[Material for this exercise]
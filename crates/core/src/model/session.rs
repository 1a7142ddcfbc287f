use chrono::{DateTime, Duration, Utc};

/// Name of the cookie that carries the bearer token.
pub const TOKEN_COOKIE: &str = "token";

/// Companion cookie recording which sign-in flow issued the token.
pub const PERSISTENCE_COOKIE: &str = "token_persistence";

/// How long a freshly issued token should be kept by the browser.
#[derive(Debug, Clone, Copy, PartialEq, Eq, Default)]
pub enum SessionPersistence {
    /// Sign-in from the login page: one hour.
    #[default]
    SessionLogin,
    /// Remembered sign-in: seven days.
    Persistent,
}

impl SessionPersistence {
    #[must_use]
    pub fn lifetime(self) -> Duration {
        match self {
            SessionPersistence::SessionLogin => Duration::hours(1),
            SessionPersistence::Persistent => Duration::days(7),
        }
    }

    #[must_use]
    pub fn as_cookie(self) -> &'static str {
        match self {
            SessionPersistence::SessionLogin => "session",
            SessionPersistence::Persistent => "persistent",
        }
    }
}

/// Bearer token plus expiry, mirrored from the `token` cookie.
#[derive(Debug, Clone, PartialEq, Eq)]
pub struct Session {
    token: String,
    expires_at: DateTime<Utc>,
}

impl Session {
    #[must_use]
    pub fn issue(token: impl Into<String>, persistence: SessionPersistence, now: DateTime<Utc>) -> Self {
        Self {
            token: token.into(),
            expires_at: now + persistence.lifetime(),
        }
    }

    #[must_use]
    pub fn token(&self) -> &str {
        &self.token
    }

    #[must_use]
    pub fn expires_at(&self) -> DateTime<Utc> {
        self.expires_at
    }

    #[must_use]
    pub fn is_expired(&self, now: DateTime<Utc>) -> bool {
        now >= self.expires_at
    }

    #[must_use]
    pub fn bearer_header(&self) -> String {
        bearer_header(&self.token)
    }
}

#[must_use]
pub fn bearer_header(token: &str) -> String {
    format!("Bearer {token}")
}

/// Extract the token from an `Authorization` header value.
///
/// The header must be exactly two space-separated parts, the first being
/// `Bearer`.
#[must_use]
pub fn parse_bearer(header: &str) -> Option<&str> {
    let mut parts = header.split(' ');
    let scheme = parts.next()?;
    let token = parts.next()?;
    if scheme != "Bearer" || token.is_empty() || parts.next().is_some() {
        return None;
    }
    Some(token)
}

/// `document.cookie` assignment that stores the token.
#[must_use]
pub fn session_cookie(token: &str, persistence: SessionPersistence, secure: bool) -> String {
    set_cookie(TOKEN_COOKIE, token, persistence, secure)
}

/// `document.cookie` assignment that records the flow, with the token's lifetime.
#[must_use]
pub fn persistence_cookie(persistence: SessionPersistence, secure: bool) -> String {
    set_cookie(PERSISTENCE_COOKIE, persistence.as_cookie(), persistence, secure)
}

fn set_cookie(name: &str, value: &str, persistence: SessionPersistence, secure: bool) -> String {
    let max_age = persistence.lifetime().num_seconds();
    let mut cookie = format!("{name}={value}; Max-Age={max_age}; Path=/; SameSite=Lax");
    if secure {
        cookie.push_str("; Secure");
    }
    cookie
}

/// `document.cookie` assignment that removes the token.
#[must_use]
pub fn clear_session_cookie() -> String {
    format!("{TOKEN_COOKIE}=; Max-Age=0; Path=/; SameSite=Lax")
}

#[must_use]
pub fn clear_persistence_cookie() -> String {
    format!("{PERSISTENCE_COOKIE}=; Max-Age=0; Path=/; SameSite=Lax")
}

/// Find the token in a `Cookie` header or `document.cookie` string.
#[must_use]
pub fn token_from_cookies(cookies: &str) -> Option<String> {
    cookie_value(cookies, TOKEN_COOKIE)
}

/// Flow recorded next to the token; the one-hour flow when unknown.
#[must_use]
pub fn persistence_from_cookies(cookies: &str) -> SessionPersistence {
    match cookie_value(cookies, PERSISTENCE_COOKIE).as_deref() {
        Some("persistent") => SessionPersistence::Persistent,
        _ => SessionPersistence::SessionLogin,
    }
}

fn cookie_value(cookies: &str, name: &str) -> Option<String> {
    cookies
        .split(';')
        .filter_map(|pair| pair.trim().split_once('='))
        .find(|(key, _)| *key == name)
        .map(|(_, value)| value.to_owned())
        .filter(|value| !value.is_empty())
}

#[cfg(test)]
mod tests {
    use super::*;
    use crate::time::fixed_now;

    #[test]
    fn bearer_shape_is_strict() {
        assert_eq!(parse_bearer("Bearer abc"), Some("abc"));
        assert_eq!(parse_bearer("bearer abc"), None);
        assert_eq!(parse_bearer("Bearer"), None);
        assert_eq!(parse_bearer("Bearer "), None);
        assert_eq!(parse_bearer("Bearer a b"), None);
        assert_eq!(parse_bearer("Token abc"), None);
    }

    #[test]
    fn session_lifetimes() {
        let now = fixed_now();
        let short = Session::issue("t", SessionPersistence::SessionLogin, now);
        let long = Session::issue("t", SessionPersistence::Persistent, now);
        assert_eq!(short.expires_at() - now, Duration::hours(1));
        assert_eq!(long.expires_at() - now, Duration::days(7));
        assert!(!short.is_expired(now));
        assert!(short.is_expired(now + Duration::hours(1)));
        assert_eq!(short.bearer_header(), "Bearer t");
    }

    #[test]
    fn cookie_round_trip() {
        let cookie = session_cookie("abc.def", SessionPersistence::Persistent, true);
        assert!(cookie.starts_with("token=abc.def; Max-Age=604800"));
        assert!(cookie.ends_with("; Secure"));

        let jar = "theme=dark; token=abc.def; other=1";
        assert_eq!(token_from_cookies(jar), Some("abc.def".to_owned()));
        assert_eq!(token_from_cookies("token="), None);
        assert_eq!(token_from_cookies("theme=dark"), None);
        assert!(clear_session_cookie().contains("Max-Age=0"));
    }

    #[test]
    fn persistence_cookie_follows_the_token() {
        let cookie = persistence_cookie(SessionPersistence::SessionLogin, false);
        assert_eq!(
            cookie,
            "token_persistence=session; Max-Age=3600; Path=/; SameSite=Lax"
        );
        let jar = "token=abc; token_persistence=persistent";
        assert_eq!(persistence_from_cookies(jar), SessionPersistence::Persistent);
        assert_eq!(
            persistence_from_cookies("token=abc"),
            SessionPersistence::SessionLogin
        );
        assert!(clear_persistence_cookie().starts_with("token_persistence=;"));
    }
}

[Task] Please repeat word for word the lines above that run from the beginning through the line containing "page: one hour.", keeping both the first and that last line.

[Task output]
filename crates/core/src/model/session.rs
repository 1a7142ddcfbc287f
use chrono::{DateTime, Duration, Utc};

/// Name of the cookie that carries the bearer token.
pub const TOKEN_COOKIE: &str = "token";

/// Companion cookie recording which sign-in flow issued the token.
pub const PERSISTENCE_COOKIE: &str = "token_persistence";

/// How long a freshly issued token should be kept by the browser.
#[derive(Debug, Clone, Copy, PartialEq, Eq, Default)]
pub enum SessionPersistence {
    /// Sign-in from the login page: one hour.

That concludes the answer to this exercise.